The collapse of the interior of the North
American continent and the inflow of the Great Inland Sea left the Ozark
Highlands of the furthermost Arkansan and Missouri Territories as an
archipelago of islands approximately 140 nautical miles from both the Tennessee
and Tejas coasts. The situation of these
islets led to their being used as a base for pirates and sea robbers of the
basest sort. These forces were made up
of equal parts of settlers who had fled to the highlands during the winter of
1811-12 as well as outlaws and brigands who fled to the frontier.
The islands had become a “Noman’s Land” with
an accumulation of the worst bandits, ruffians and cutthroats. Few took note of these clusters of degraded
people until--utilizing the forests which remained on the former
mountaintops--they built crude sea craft and set upon the packet routes with
their primitive but sturdy roughhewn craft.
What these pirates lacked in speed and
maneuverability they made up in ferocity and marksmanship--always the
prerogative of the frontiersman. The few
of these “seabillies”, as they termed themselves, who had been captured stated
they had been driven by poverty to set sail--and found what seemed to be an
abundance of riches on the slow ships that plied the Inland Sea routes.
#
Preparations:
The decision of President Cass and Secretary
of the Navy Graham in the previous decade to expand the Southern Naval Command
based in Mobile Bay and to build a new base in Vicksburg—and deploy forces from
there to battle the pirates--proved an initial success, but the pirates shifted
their operations in closer to the Tejas Coast where there is no effective
Mexican naval presence. The Mexican
fleet based in Galvez Island occasionally made desultory forays along their
coast, but their officers showed little interest in suppressing brigandage
perpetrated by Americans upon their own kinsmen.
The continued intractability of the conflict
came to a head with the pirate defeat of the screw frigate SS Stephen Decatur
in April 1857, which was only preserved from being captured by being scuttled
by Captain John Brown, who as tradition demands went down with his ship.
Upon the initiative of Secretary of the Navy
Toucey, President Buchanan formally asked Emperor Santa Anna of Mexico for a
conference to discuss the terms under which the United States would be allowed
to send a flotilla to the Ozarks to eradicate the pirates. The conference, held on Galvez Island March
6-8, 1858, resulted in the so-called “Sweeping Accord” which stipulated that
American forces would be allowed to sweep the pirates from the sea, on
the condition of the construction of a new naval base in Texarkana which would
become an entrepot for the envisioned increased trade between Tejas and the
United State upon the completion of the campaign.

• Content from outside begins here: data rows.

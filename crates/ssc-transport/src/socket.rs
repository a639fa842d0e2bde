//! Resilient WebSocket transport

use std::sync::atomic::{AtomicBool, Ordering};
use std::sync::Arc;
use std::time::Duration;

use futures_util::{SinkExt, StreamExt};
use tokio::net::TcpStream;
use tokio::sync::{mpsc, Notify};
use tokio_tungstenite::tungstenite::Message;
use tokio_tungstenite::{connect_async, MaybeTlsStream, WebSocketStream};
use tracing::{debug, info, warn};

use crate::error::{TransportError, TransportResult};
use crate::resolver::TargetResolver;
use ssc_protocol::{ClientMessage, ProtocolError, ServerMessage};

/// Transport-observable connection state
#[derive(Debug, Clone, Copy, PartialEq, Eq)]
pub enum ConnectionState {
    Disconnected,
    Connecting,
    Connected,
    Errored,
}

/// Events emitted by the resilient socket
#[derive(Debug)]
pub enum TransportEvent {
    /// A connection attempt succeeded; subscriptions must be re-established
    Open,
    /// A decoded server message
    Message(ServerMessage),
    /// Socket-level failure; reconnection continues under backoff
    Error(String),
    /// The socket was closed for good via `close()`
    Closed,
}

/// Reconnect policy
#[derive(Debug, Clone)]
pub struct SocketConfig {
    pub initial_backoff: Duration,
    pub max_backoff: Duration,
}

impl Default for SocketConfig {
    fn default() -> Self {
        Self {
            initial_backoff: Duration::from_millis(250),
            max_backoff: Duration::from_secs(30),
        }
    }
}

fn next_backoff(current: Duration, config: &SocketConfig) -> Duration {
    (current * 2).min(config.max_backoff)
}

/// Auto-reconnecting WebSocket client.
///
/// The target resolver runs before every attempt, so credentials are always
/// validated (and refetched when stale) ahead of the handshake. Outgoing
/// messages queue in a channel while disconnected and flush once a
/// connection is up. Retries indefinitely until `close()`.
pub struct ResilientSocket {
    outgoing: mpsc::Sender<ClientMessage>,
    state: Arc<parking_lot::RwLock<ConnectionState>>,
    shutdown: Arc<Notify>,
    closed: Arc<AtomicBool>,
}

enum PumpExit {
    Shutdown,
    Error(String),
    Remote,
}

impl ResilientSocket {
    /// Start the reconnect loop and return the socket handle plus the event
    /// stream consumed by the synchronization engine.
    pub fn connect(
        resolver: Arc<dyn TargetResolver>,
        config: SocketConfig,
    ) -> (Self, mpsc::Receiver<TransportEvent>) {
        let (outgoing, out_rx) = mpsc::channel(256);
        let (event_tx, event_rx) = mpsc::channel(256);
        let state = Arc::new(parking_lot::RwLock::new(ConnectionState::Disconnected));
        let shutdown = Arc::new(Notify::new());
        let closed = Arc::new(AtomicBool::new(false));

        tokio::spawn(run_loop(
            resolver,
            config,
            out_rx,
            event_tx,
            state.clone(),
            shutdown.clone(),
            closed.clone(),
        ));

        (
            Self {
                outgoing,
                state,
                shutdown,
                closed,
            },
            event_rx,
        )
    }

    /// Current connection state
    pub fn state(&self) -> ConnectionState {
        *self.state.read()
    }

    /// Clone of the outgoing queue, for components that enqueue messages
    /// without holding the socket handle itself
    pub fn sender(&self) -> mpsc::Sender<ClientMessage> {
        self.outgoing.clone()
    }

    /// Queue a message for the server. Queued messages survive reconnects.
    pub async fn send(&self, msg: ClientMessage) -> TransportResult<()> {
        if self.closed.load(Ordering::SeqCst) {
            return Err(TransportError::Closed);
        }
        self.outgoing
            .send(msg)
            .await
            .map_err(|_| TransportError::Closed)
    }

    /// Stop reconnecting and tear the connection down. Idempotent.
    pub fn close(&self) {
        if !self.closed.swap(true, Ordering::SeqCst) {
            self.shutdown.notify_waiters();
        }
    }
}

impl Drop for ResilientSocket {
    fn drop(&mut self) {
        self.close();
    }
}

async fn run_loop(
    resolver: Arc<dyn TargetResolver>,
    config: SocketConfig,
    mut out_rx: mpsc::Receiver<ClientMessage>,
    event_tx: mpsc::Sender<TransportEvent>,
    state: Arc<parking_lot::RwLock<ConnectionState>>,
    shutdown: Arc<Notify>,
    closed: Arc<AtomicBool>,
) {
    let mut backoff = config.initial_backoff;

    'reconnect: loop {
        if closed.load(Ordering::SeqCst) {
            break;
        }

        *state.write() = ConnectionState::Connecting;

        // Credential failures abort this attempt only; they are not
        // transport errors and never reach the consumer.
        let target = match resolver.resolve().await {
            Ok(target) => target,
            Err(e) => {
                warn!(error = %e, "Connect target resolution failed");
                if wait_backoff(backoff, &shutdown, &closed).await {
                    break;
                }
                backoff = next_backoff(backoff, &config);
                continue;
            }
        };

        match connect_async(target.as_str()).await {
            Ok((ws, _)) => {
                backoff = config.initial_backoff;
                *state.write() = ConnectionState::Connected;
                info!("WebSocket connected");
                if event_tx.send(TransportEvent::Open).await.is_err() {
                    break;
                }

                match pump(ws, &mut out_rx, &event_tx, &shutdown).await {
                    PumpExit::Shutdown => break 'reconnect,
                    PumpExit::Error(msg) => {
                        *state.write() = ConnectionState::Errored;
                        warn!(error = %msg, "WebSocket error");
                        if event_tx.send(TransportEvent::Error(msg)).await.is_err() {
                            break;
                        }
                    }
                    PumpExit::Remote => {
                        *state.write() = ConnectionState::Disconnected;
                        info!("WebSocket closed by server");
                    }
                }
            }
            Err(e) => {
                *state.write() = ConnectionState::Errored;
                warn!(error = %e, "WebSocket connect failed");
                if event_tx
                    .send(TransportEvent::Error(e.to_string()))
                    .await
                    .is_err()
                {
                    break;
                }
            }
        }

        if wait_backoff(backoff, &shutdown, &closed).await {
            break;
        }
        backoff = next_backoff(backoff, &config);
    }

    *state.write() = ConnectionState::Disconnected;
    let _ = event_tx.send(TransportEvent::Closed).await;
}

/// Sleep out the backoff window; returns true when shutdown was requested.
async fn wait_backoff(backoff: Duration, shutdown: &Notify, closed: &AtomicBool) -> bool {
    if closed.load(Ordering::SeqCst) {
        return true;
    }
    tokio::select! {
        _ = tokio::time::sleep(backoff) => closed.load(Ordering::SeqCst),
        _ = shutdown.notified() => true,
    }
}

/// Drive one live connection until it fails, the server closes it, or
/// shutdown is requested.
async fn pump(
    ws: WebSocketStream<MaybeTlsStream<TcpStream>>,
    out_rx: &mut mpsc::Receiver<ClientMessage>,
    event_tx: &mpsc::Sender<TransportEvent>,
    shutdown: &Notify,
) -> PumpExit {
    let (mut write, mut read) = ws.split();

    loop {
        tokio::select! {
            _ = shutdown.notified() => {
                let _ = write.send(Message::Close(None)).await;
                return PumpExit::Shutdown;
            }

            maybe = out_rx.recv() => match maybe {
                Some(msg) => match msg.encode_frame() {
                    Ok(frame) => {
                        if let Err(e) = write.send(frame).await {
                            return PumpExit::Error(e.to_string());
                        }
                    }
                    Err(e) => warn!(error = %e, "Dropping unencodable outgoing message"),
                },
                // All senders gone: the owning client was dropped
                None => return PumpExit::Shutdown,
            },

            frame = read.next() => match frame {
                Some(Ok(Message::Ping(data))) => {
                    let _ = write.send(Message::Pong(data)).await;
                }
                Some(Ok(frame)) => match ServerMessage::decode_frame(&frame) {
                    Ok(Some(msg)) => {
                        debug!(?msg, "Received server message");
                        if event_tx.send(TransportEvent::Message(msg)).await.is_err() {
                            return PumpExit::Shutdown;
                        }
                    }
                    Ok(None) => {}
                    Err(ProtocolError::Closed) => return PumpExit::Remote,
                    Err(e) => warn!(error = %e, "Dropping undecodable frame"),
                },
                None => return PumpExit::Remote,
                Some(Err(e)) => return PumpExit::Error(e.to_string()),
            },
        }
    }
}

#[cfg(test)]
mod tests {
    use super::*;
    use async_trait::async_trait;
    use ssc_core::{ContentId, Result};
    use tokio::net::TcpListener;

    struct FixedTarget(String);

    #[async_trait]
    impl TargetResolver for FixedTarget {
        async fn resolve(&self) -> Result<String> {
            Ok(self.0.clone())
        }
    }

    fn test_config() -> SocketConfig {
        SocketConfig {
            initial_backoff: Duration::from_millis(10),
            max_backoff: Duration::from_millis(50),
        }
    }

    #[test]
    fn test_backoff_doubles_up_to_cap() {
        let config = test_config();
        let b1 = next_backoff(config.initial_backoff, &config);
        assert_eq!(b1, Duration::from_millis(20));
        let b2 = next_backoff(b1, &config);
        assert_eq!(b2, Duration::from_millis(40));
        let b3 = next_backoff(b2, &config);
        assert_eq!(b3, Duration::from_millis(50));
        assert_eq!(next_backoff(b3, &config), Duration::from_millis(50));
    }

    #[tokio::test]
    async fn test_open_then_message_roundtrip() {
        let listener = TcpListener::bind("127.0.0.1:0").await.unwrap();
        let addr = listener.local_addr().unwrap();

        // Echo-ish server: expect a subscribe, answer with a snapshot
        tokio::spawn(async move {
            let (stream, _) = listener.accept().await.unwrap();
            let mut ws = tokio_tungstenite::accept_async(stream).await.unwrap();
            let frame = ws.next().await.unwrap().unwrap();
            let text = frame.into_text().unwrap();
            assert!(text.contains("\"subscribe\""));
            ws.send(Message::Text(
                r#"{"type":"snapshot","version":1,"data":{"count":5}}"#.into(),
            ))
            .await
            .unwrap();
        });

        let resolver = Arc::new(FixedTarget(format!("ws://{}", addr)));
        let (socket, mut events) = ResilientSocket::connect(resolver, test_config());

        assert!(matches!(events.recv().await, Some(TransportEvent::Open)));
        assert_eq!(socket.state(), ConnectionState::Connected);

        let id = ContentId::new("doc-1").unwrap();
        socket.send(ClientMessage::subscribe(&id)).await.unwrap();

        match events.recv().await {
            Some(TransportEvent::Message(ServerMessage::Snapshot { version, data })) => {
                assert_eq!(version, 1);
                assert_eq!(data, Some(serde_json::json!({"count": 5})));
            }
            other => panic!("expected snapshot, got {:?}", other),
        }

        socket.close();
    }

    #[tokio::test]
    async fn test_binary_frame_is_dropped_connection_survives() {
        let listener = TcpListener::bind("127.0.0.1:0").await.unwrap();
        let addr = listener.local_addr().unwrap();

        // Misbehaving server: a binary frame first, then a valid envelope
        tokio::spawn(async move {
            let (stream, _) = listener.accept().await.unwrap();
            let mut ws = tokio_tungstenite::accept_async(stream).await.unwrap();
            ws.send(Message::Binary(vec![0xde, 0xad])).await.unwrap();
            ws.send(Message::Text(r#"{"type":"deleted"}"#.into()))
                .await
                .unwrap();
            while ws.next().await.is_some() {}
        });

        let resolver = Arc::new(FixedTarget(format!("ws://{}", addr)));
        let (socket, mut events) = ResilientSocket::connect(resolver, test_config());

        assert!(matches!(events.recv().await, Some(TransportEvent::Open)));

        // The binary frame never surfaces; the next text frame does, on the
        // same connection
        match events.recv().await {
            Some(TransportEvent::Message(ServerMessage::Deleted)) => {}
            other => panic!("expected deleted, got {:?}", other),
        }
        assert_eq!(socket.state(), ConnectionState::Connected);

        socket.close();
    }

    #[tokio::test]
    async fn test_error_then_reconnect_emits_second_open() {
        let listener = TcpListener::bind("127.0.0.1:0").await.unwrap();
        let addr = listener.local_addr().unwrap();

        tokio::spawn(async move {
            // First connection: accept and drop immediately
            let (stream, _) = listener.accept().await.unwrap();
            let ws = tokio_tungstenite::accept_async(stream).await.unwrap();
            drop(ws);

            // Second connection: hold open
            let (stream, _) = listener.accept().await.unwrap();
            let mut ws = tokio_tungstenite::accept_async(stream).await.unwrap();
            while ws.next().await.is_some() {}
        });

        let resolver = Arc::new(FixedTarget(format!("ws://{}", addr)));
        let (socket, mut events) = ResilientSocket::connect(resolver, test_config());

        assert!(matches!(events.recv().await, Some(TransportEvent::Open)));

        // Dropped connection surfaces either as a clean remote close (no
        // event) or an error, then the socket reconnects on its own.
        loop {
            match events.recv().await {
                Some(TransportEvent::Open) => break,
                Some(TransportEvent::Error(_)) => continue,
                other => panic!("expected reconnect, got {:?}", other),
            }
        }
        assert_eq!(socket.state(), ConnectionState::Connected);

        socket.close();
    }

    #[tokio::test]
    async fn test_close_is_idempotent_and_emits_closed() {
        let listener = TcpListener::bind("127.0.0.1:0").await.unwrap();
        let addr = listener.local_addr().unwrap();
        tokio::spawn(async move {
            let (stream, _) = listener.accept().await.unwrap();
            let mut ws = tokio_tungstenite::accept_async(stream).await.unwrap();
            while ws.next().await.is_some() {}
        });

        let resolver = Arc::new(FixedTarget(format!("ws://{}", addr)));
        let (socket, mut events) = ResilientSocket::connect(resolver, test_config());
        assert!(matches!(events.recv().await, Some(TransportEvent::Open)));

        socket.close();
        socket.close();

        loop {
            match events.recv().await {
                Some(TransportEvent::Closed) | None => break,
                Some(_) => continue,
            }
        }
        assert!(matches!(
            socket.send(ClientMessage::subscribe(&ContentId::new("d").unwrap())).await,
            Err(TransportError::Closed)
        ));
    }
}
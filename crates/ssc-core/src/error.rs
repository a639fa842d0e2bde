//! Error types for SSC Core

use thiserror::Error;

/// Client-wide error taxonomy
///
/// Socket-level failures reach the consumer through the error callback as
/// messages, not through this enum. `CreateConflict` and `PresenceSubmit`
/// are self-healing or logged-only conditions that callers never see.
#[derive(Error, Debug)]
pub enum Error {
    #[error("Credential fetch failed: {0}")]
    CredentialFetch(String),

    #[error("Received invalid credential from server: {0}")]
    InvalidCredential(String),

    #[error("Document already created by another participant: {0}")]
    CreateConflict(String),

    #[error("Presence submit failed: {0}")]
    PresenceSubmit(String),

    #[error("Document has been deleted")]
    DocumentDeleted,

    #[error("Invalid content ID: {0}")]
    InvalidContentId(String),

    #[error("Serialization error: {0}")]
    Serialization(String),

    #[error("Client is closed")]
    Closed,
}

impl From<serde_json::Error> for Error {
    fn from(e: serde_json::Error) -> Self {
        Error::Serialization(e.to_string())
    }
}

/// Result type alias for SSC operations
pub type Result<T> = std::result::Result<T, Error>;
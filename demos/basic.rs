//! Basic SSC Example
//!
//! Connects a shared counter document to a synchronization server and
//! mirrors every refresh to stdout.
//!
//! Run with: cargo run --example basic -- ws://localhost:8080 http://localhost:8080/auth/

use std::sync::Arc;

use serde::{Deserialize, Serialize};

use ssc_client::{ClientOptions, SharedStateClient, StateCallbacks};
use ssc_core::{ContentId, Operation, PresenceRecord, ServerConfig, SharedState};

#[derive(Debug, Clone, Serialize, Deserialize)]
struct Counter {
    count: i64,
}

impl SharedState for Counter {
    fn seed() -> Self {
        Counter { count: 0 }
    }
}

struct Console;

#[async_trait::async_trait]
impl StateCallbacks<Counter> for Console {
    async fn on_refresh(&self, data: Counter) {
        println!("count = {}", data.count);
    }

    async fn on_connected(&self, data: Counter) {
        println!("connected, count = {}", data.count);
    }

    async fn on_deleted(&self) {
        println!("document was deleted");
    }

    async fn on_error(&self, message: &str) {
        eprintln!("transport error: {}", message);
    }

    async fn on_refresh_presences(
        &self,
        presences: std::collections::HashMap<String, PresenceRecord>,
    ) {
        let names: Vec<&str> = presences.values().map(|p| p.name.as_str()).collect();
        println!("here now: {}", names.join(", "));
    }
}

#[tokio::main]
async fn main() -> anyhow::Result<()> {
    tracing_subscriber::fmt()
        .with_max_level(tracing::Level::INFO)
        .init();

    let mut args = std::env::args().skip(1);
    let server_url = args
        .next()
        .unwrap_or_else(|| "ws://localhost:8080".to_string());
    let auth_endpoint = args
        .next()
        .unwrap_or_else(|| "http://localhost:8080/auth/".to_string());

    println!("SSC Basic Example\n");
    println!("server: {}", server_url);
    println!("auth:   {}\n", auth_endpoint);

    let config = ServerConfig::new(server_url, auth_endpoint);
    let client: SharedStateClient<Counter> = SharedStateClient::connect(
        &config,
        ContentId::new("demo-counter")?,
        Arc::new(Console),
        ClientOptions {
            enable_presence: true,
            ..ClientOptions::default()
        },
    )?;

    // Bump the counter every few seconds until interrupted
    let mut interval = tokio::time::interval(tokio::time::Duration::from_secs(3));
    loop {
        tokio::select! {
            _ = interval.tick() => {
                let op = Operation::from_value(serde_json::json!([{"p": ["count"], "na": 1}]));
                if let Err(e) = client.submit_op(op).await {
                    eprintln!("submit failed: {}", e);
                    break;
                }
            }
            _ = tokio::signal::ctrl_c() => break,
        }
    }

    println!("shutting down");
    client.close().await;
    Ok(())
}
//! Frame encoding and decoding

use crate::error::{ProtocolError, ProtocolResult};
use crate::message::{ClientMessage, ServerMessage};
use tungstenite::Message;

/// Maximum frame size in bytes (16MB, matching the document size cap)
pub const MAX_FRAME_SIZE: usize = 16 * 1024 * 1024;

impl ClientMessage {
    /// Encode to a WebSocket text frame payload
    pub fn encode(&self) -> ProtocolResult<String> {
        let text =
            serde_json::to_string(self).map_err(|e| ProtocolError::InvalidJson(e.to_string()))?;
        if text.len() > MAX_FRAME_SIZE {
            return Err(ProtocolError::MessageTooLarge {
                size: text.len(),
                max: MAX_FRAME_SIZE,
            });
        }
        Ok(text)
    }

    /// Encode to a ready-to-send WebSocket frame
    pub fn encode_frame(&self) -> ProtocolResult<Message> {
        Ok(Message::Text(self.encode()?))
    }
}

impl ServerMessage {
    /// Decode from a WebSocket text frame payload
    pub fn decode(text: &str) -> ProtocolResult<Self> {
        if text.len() > MAX_FRAME_SIZE {
            return Err(ProtocolError::MessageTooLarge {
                size: text.len(),
                max: MAX_FRAME_SIZE,
            });
        }
        serde_json::from_str(text).map_err(|e| ProtocolError::InvalidJson(e.to_string()))
    }

    /// Classify and decode an incoming WebSocket frame.
    ///
    /// Only text frames carry the envelope. `Ok(None)` is a keepalive frame
    /// with nothing to deliver; binary frames are a protocol violation and
    /// close frames surface as [`ProtocolError::Closed`] so the transport
    /// can treat them as a remote hangup.
    pub fn decode_frame(frame: &Message) -> ProtocolResult<Option<Self>> {
        match frame {
            Message::Text(text) => Self::decode(text).map(Some),
            Message::Binary(_) => Err(ProtocolError::UnexpectedBinary),
            Message::Close(_) => Err(ProtocolError::Closed),
            _ => Ok(None),
        }
    }
}

#[cfg(test)]
mod tests {
    use super::*;
    use serde_json::json;
    use ssc_core::ContentId;

    #[test]
    fn test_encode_decode_snapshot() {
        let text = r#"{"type":"snapshot","version":7,"data":{"count":5}}"#;
        let msg = ServerMessage::decode(text).unwrap();
        assert_eq!(
            msg,
            ServerMessage::Snapshot {
                version: 7,
                data: Some(json!({"count": 5})),
            }
        );
    }

    #[test]
    fn test_decode_malformed_json() {
        let err = ServerMessage::decode("{not json").unwrap_err();
        assert!(matches!(err, ProtocolError::InvalidJson(_)));
    }

    #[test]
    fn test_decode_unknown_type() {
        let err = ServerMessage::decode(r#"{"type":"bogus"}"#).unwrap_err();
        assert!(matches!(err, ProtocolError::InvalidJson(_)));
    }

    #[test]
    fn test_decode_oversized_frame() {
        let huge = " ".repeat(MAX_FRAME_SIZE + 1);
        let err = ServerMessage::decode(&huge).unwrap_err();
        assert!(matches!(err, ProtocolError::MessageTooLarge { .. }));
    }

    #[test]
    fn test_decode_frame_text_carries_envelope() {
        let frame = Message::Text(r#"{"type":"deleted"}"#.into());
        assert_eq!(
            ServerMessage::decode_frame(&frame).unwrap(),
            Some(ServerMessage::Deleted)
        );
    }

    #[test]
    fn test_decode_frame_rejects_binary() {
        let frame = Message::Binary(vec![0x82, 0xa4]);
        assert!(matches!(
            ServerMessage::decode_frame(&frame).unwrap_err(),
            ProtocolError::UnexpectedBinary
        ));
    }

    #[test]
    fn test_decode_frame_close_is_closed() {
        assert!(matches!(
            ServerMessage::decode_frame(&Message::Close(None)).unwrap_err(),
            ProtocolError::Closed
        ));
    }

    #[test]
    fn test_decode_frame_keepalive_is_empty() {
        assert_eq!(
            ServerMessage::decode_frame(&Message::Pong(vec![])).unwrap(),
            None
        );
    }

    #[test]
    fn test_encode_frame_is_text() {
        let id = ContentId::new("doc-1").unwrap();
        let frame = ClientMessage::subscribe(&id).encode_frame().unwrap();
        assert!(matches!(frame, Message::Text(_)));
    }

    #[test]
    fn test_encode_create() {
        let id = ContentId::new("doc-1").unwrap();
        let text = ClientMessage::create(&id, 1, json!({"count": 0}))
            .encode()
            .unwrap();
        let round: serde_json::Value = serde_json::from_str(&text).unwrap();
        assert_eq!(round["type"], "create");
        assert_eq!(round["collection"], "shared");
        assert_eq!(round["data"], json!({"count": 0}));
    }
}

For my part, I had enlisted in the new
squadron based in Vicksburg in 1853 at the age of 18, and in 1857 I had become
a personal aide to Flag Officer David Farragut, who was particularly well-bred
to deal with the inter-national issue, being a Tennessee native born of a
Spanish father.
I accompanied him to the Galvez Island
Conference, and he subsequently asked me to represent him during the
construction of the Texarkana naval base, which was completed shortly after
President Douglas assumed office in March 1861.
I then returned to the United States and assisted Flag Officer Farragut
in the process of assembling the 12-vessel expeditionary force in Mobile
Bay. By August 1861 six of the new model
ironclad frigates--the Columbia, State of Georgia, Pawnee, Passaic, Kearsage
and Missouri [the last of which serving as the flagship]--were joined by a half
dozen older traditional gunships, to wit: The Wareham, Abington, New Boston,
Piedmont, Cedar Hill and Malakov. The
gunships were dispatched from Vicksburg, while the new ironclad frigates
arrived from Hampton Roads. The ironclad
craft all had the latest Dahlgren cannon, while the gunships were fitted with
older-fashion marine howitzers ranging from twelve to twenty pounds.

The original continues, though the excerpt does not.